Такие же строгости вводились и при посещении высочайшими особами Первопрестольной. Вот отрывок из приказа, расклеенного по Москве и подписанного генералом Гершельманом: «Домовладельцам и управляющим домами вменяю в обязанность:
а) Ворота домов держать запертыми на замок с утра до проезда их величеств;
б) Ключ от ворот передавать старшему дворнику, занимающему место у ворот со стороны улицы;
в) В ворота пропускать исключительно живущих в домах, получивших право входа в квартиру, согласно особого списка, каковой надлежит представить заранее в 2-х экземплярах, оплаченных гербовым сбором;
г) Запереть на ключ в нижних этажах двери; выходящие на улицу окна иметь в нижних этажах закрытыми. В верхних этажах открытые окна разрешить только под личную ответственность владельца помещения;
д) Преградить доступ на чердаки и крыши, для достижения каковой цели вход на чердак, по предварительном осмотре членом особой комиссии, должен быть заперт и опечатан».

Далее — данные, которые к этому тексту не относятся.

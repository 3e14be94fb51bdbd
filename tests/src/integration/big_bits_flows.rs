//! # Big-Bits Flows
//!
//! Chain weight comparisons in the log domain, and the integrity monitor
//! running against a shared constant set.

#[cfg(test)]
mod tests {
    use std::sync::Arc;
    use std::time::Duration;

    use big_bits::{
        big_bits_array_to_bits_array, big_bits_to_bits, bits_to_big_bits, common,
        entropy_big_bits_to_difficulty_bits, log_big, Constant, ConstantSet, IntegrityMonitor,
        MonitorConfig,
    };
    use num_bigint::BigUint;
    use num_traits::One;
    use parking_lot::RwLock;
    use proptest::prelude::*;
    use shared_types::ShutdownSignal;
    use tokio::sync::watch;

    fn pow2(k: u32) -> BigUint {
        BigUint::one() << k
    }

    /// Log-domain weight of a chain: the sum of each block's big-bits value.
    fn chain_weight(difficulties: &[BigUint]) -> BigUint {
        difficulties
            .iter()
            .map(|d| bits_to_big_bits(d).unwrap())
            .sum()
    }

    // =========================================================================
    // Arithmetic
    // =========================================================================

    #[test]
    fn test_entropy_roundtrip_for_powers_of_two() {
        for k in [0u32, 1, 8, 64, 200, 256] {
            let big_bits = bits_to_big_bits(&pow2(k)).unwrap();
            assert_eq!(big_bits_to_bits(&big_bits), BigUint::from(k));
            assert_eq!(entropy_big_bits_to_difficulty_bits(&big_bits), pow2(256 - k));
        }
    }

    #[test]
    fn test_entropy_beyond_256_bits_is_zero() {
        let big_bits = bits_to_big_bits(&pow2(300)).unwrap();
        assert_eq!(entropy_big_bits_to_difficulty_bits(&big_bits), BigUint::from(0u32));
    }

    #[test]
    fn test_heavier_chain_wins_in_log_domain() {
        // 2^10 * 2^10 vs 2^19 * 2^0: products 2^20 and 2^19
        let a = chain_weight(&[pow2(10), pow2(10)]);
        let b = chain_weight(&[pow2(19), pow2(0)]);
        assert!(a > b);
        assert_eq!(
            big_bits_array_to_bits_array(&[a, b]),
            vec![BigUint::from(20u32), BigUint::from(19u32)]
        );
    }

    #[test]
    fn test_log_big_matches_bits_to_big_bits() {
        let diff = BigUint::from(123_456_789_u64);
        let before = diff.clone();
        assert_eq!(log_big(&diff).unwrap(), bits_to_big_bits(&diff).unwrap());
        assert_eq!(diff, before);
    }

    proptest! {
        #[test]
        fn prop_weight_is_monotonic(a in 1u64.., b in 1u64..) {
            let (lo, hi) = if a <= b { (a, b) } else { (b, a) };
            let lo = bits_to_big_bits(&BigUint::from(lo)).unwrap();
            let hi = bits_to_big_bits(&BigUint::from(hi)).unwrap();
            prop_assert!(lo <= hi);
        }

        #[test]
        fn prop_characteristic_is_floor_log2(x in 1u128..) {
            let big_bits = bits_to_big_bits(&BigUint::from(x)).unwrap();
            prop_assert_eq!(big_bits_to_bits(&big_bits), BigUint::from(127 - x.leading_zeros()));
        }
    }

    // =========================================================================
    // Integrity monitor
    // =========================================================================

    fn monitored(
        shared: Arc<RwLock<ConstantSet>>,
    ) -> (Arc<watch::Sender<ShutdownSignal>>, tokio::task::JoinHandle<()>) {
        let (tx, _rx) = watch::channel(ShutdownSignal::Running);
        let tx = Arc::new(tx);
        let monitor =
            IntegrityMonitor::new(shared, MonitorConfig::with_interval(Duration::from_secs(60)));
        let handle = monitor.spawn(Arc::clone(&tx));
        (tx, handle)
    }

    #[tokio::test(start_paused = true)]
    async fn test_monitor_detects_corruption_within_one_interval() {
        let shared = Arc::new(RwLock::new(common().clone()));
        let (tx, handle) = monitored(Arc::clone(&shared));

        tokio::time::sleep(Duration::from_secs(150)).await;
        assert!(tx.borrow().is_running());

        *shared.write().value_mut(Constant::TwoFiftySix) += 1u32;
        tokio::time::sleep(Duration::from_secs(61)).await;

        assert!(tx.borrow().is_abort());
        handle.await.unwrap();
    }

    #[tokio::test(start_paused = true)]
    async fn test_monitor_stops_on_shutdown() {
        let shared = Arc::new(RwLock::new(common().clone()));
        let (tx, handle) = monitored(shared);

        tokio::time::sleep(Duration::from_secs(600)).await;
        tx.send_replace(ShutdownSignal::Shutdown);
        handle.await.unwrap();
        assert_eq!(*tx.borrow(), ShutdownSignal::Shutdown);
    }
}
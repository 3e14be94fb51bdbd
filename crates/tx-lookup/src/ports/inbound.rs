//! # Inbound Ports (Driving Ports)
//!
//! The API block import, rollback and RPC code drive the index through.

use shared_types::{BlockBody, BlockNumber, Hash};

use crate::domain::{IndexStatsSnapshot, ResolvedTransaction, Unrecoverable};

/// Primary API of the positional index.
///
/// Reads return `None` for every kind of miss: absent, stale, or corrupt
/// entries are indistinguishable to the caller and only differ in what gets
/// logged. Writes fail only with [`Unrecoverable`].
pub trait TransactionLookupApi {
    /// Block number recorded for a transaction.
    fn lookup_block_number(&self, tx_hash: &Hash) -> Option<BlockNumber>;

    /// Full transaction plus its position in the canonical chain.
    fn resolve_transaction(&self, tx_hash: &Hash) -> Option<ResolvedTransaction>;

    /// Index every transaction of a block body.
    fn index_block(&self, number: BlockNumber, body: &BlockBody) -> Result<(), Unrecoverable>;

    /// Index an explicit set of transaction hashes.
    fn index_hashes(&self, number: BlockNumber, hashes: &[Hash]) -> Result<(), Unrecoverable>;

    /// Drop lookup entries, e.g. on reorg.
    fn unindex_hashes(&self, hashes: &[Hash]) -> Result<(), Unrecoverable>;

    /// Compressed bloom bits of one section.
    fn bloom_bits(&self, bit: u16, section: u64, head: &Hash) -> Option<Vec<u8>>;

    /// Store the compressed bloom bits of one section.
    fn store_bloom_bits(
        &self,
        bit: u16,
        section: u64,
        head: &Hash,
        bits: &[u8],
    ) -> Result<(), Unrecoverable>;

    /// Delete the bloom bits of sections `[from, to)` of one bit.
    fn prune_bloom_bits(&self, bit: u16, from: u64, to: u64) -> Result<usize, Unrecoverable>;

    /// Counters for log-only conditions.
    fn stats(&self) -> IndexStatsSnapshot;
}
//! # ledger-indexd
//!
//! Runs the ledger index runtime until Ctrl-C or an unrecoverable fault.
//!
//! Exit codes: `0` after Ctrl-C, `1` after an abort or a startup failure.

use std::process::ExitCode;

use anyhow::{Context, Result};
use tracing::info;

use node_runtime::{telemetry, ExitReason, NodeRuntime, RuntimeConfig};

#[tokio::main]
async fn main() -> Result<ExitCode> {
    let config = RuntimeConfig::from_env().context("Invalid configuration")?;
    telemetry::init_logging(&config.logging).context("Failed to initialise logging")?;

    let mut runtime = NodeRuntime::new(config).context("Failed to open store")?;
    runtime.start();

    info!("Ledger index running. Press Ctrl+C to stop.");
    tokio::select! {
        reason = runtime.wait() => {
            if let ExitReason::Abort(cause) = &reason {
                info!(cause = %cause, "Abort signal received");
            }
        }
        signal = tokio::signal::ctrl_c() => {
            signal.context("Failed to listen for Ctrl+C")?;
            info!("Ctrl+C received");
        }
    }

    let reason = runtime.shutdown().await;
    Ok(reason.exit_code())
}
//! # Shared Types Crate
//!
//! Entities exchanged between the index crates and the node runtime.
//!
//! ## Design Principles
//!
//! - **Single Source of Truth**: `Hash`, `Transaction` and `BlockBody` are
//!   defined once and used by every crate in the workspace.
//! - **One Signal Channel**: background tasks and the runtime agree on
//!   [`ShutdownSignal`] as the only value carried on the shutdown channel.

pub mod entities;
pub mod signal;

pub use entities::*;
pub use signal::ShutdownSignal;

Примечательно, что в глубине души Николай II был убежденным фаталистом, смиренно воспринимавшим все неудачи и не предпринимавшим никаких решительных шагов по управлению государством. Искусством правления он не владел и не желал овладевать. Как-то раз император признался министру иностранных дел Сазонову: «Я, Сергей Дмитриевич, стараюсь ни над чем не задумываться и нахожу, что только так и можно править Россией. Иначе я давно был бы в гробу».
К столь откровенному заявлению прибавить нечего. Шестой частью земной тверди, что называлась Российской империей, правил случай.
Вот еще одно высказывание Витте: «Государь не терпит иных, кроме тех, кого он считает глупее себя».
Семейные дела императора заботили куда больше. Главной его мечтой было обзавестись наследником, будущим венценосцем. Он мечтал об этом, должно быть, столь же страстно, как и его английский коллега Генрих VIII, разве что не менял жен подобно Генриху — оставался верен своей «обожаемой Аликс».
Императрица одну за другой родила трех девочек — великих княжон Ольгу, Татьяну и Марию. Долгожданного наследника все не было и не было…
Великая княгиня Милица Николаевна, дама весьма экзальтированная, открыла перед императрицей чарующий мистический мир, мир божьих людей и старцев, выходцев из простого народа, которым дана свыше особая, неимоверно великая сила.
Зерно упало на подготовленную почву — Александра Федоровна и Николай Александрович совместно загорелись идеей найти чудотворца-праведника, способного вымолить им сына у Бога.
За божьими людьми дело не стало. Тем более если они потребовались самому царю и его супруге.
Вначале во дворце появился некий Дмитрий Ознобишин, житель города Козельска, которого все звали просто Митей. Митей Козельским или Митей Гугнивым (речь Ознобишина была невнятной). Митя был настоящим, неподдельным юродивым. Он носил длинные распущенные волосы, одевался в истертую, всю в дырах и заплатах, рясу монашеского покроя и ходил круглый год босиком, опираясь на посох. Митя был бессребреником, он раздавал бедным все деньги, которые получал от почитателей. Поговаривали, что он обладает даром ясновидения и предвидения. Феофан говорил: «„Блаженный Митя“ несомненно обладал даром ясновидения, в чем я мог убедиться на собственном опыте: при первом свидании со мною он прекрасно и точно обрисовал обстоятельства моей жизни… Им… поразительно точно был предсказан ход японской войны, в частности падение Порт-Артура».
14 января 1906 года император записал в своем дневнике: «Пришел человек Божий Дмитрий из Козельска около Оптиной пустыни. Он принес образ, написанный согласно видению, которое он имел. Разговаривали с ним около полутора часов».
Увы, Митины молитвы пропали втуне — императрица так и не родила мальчика.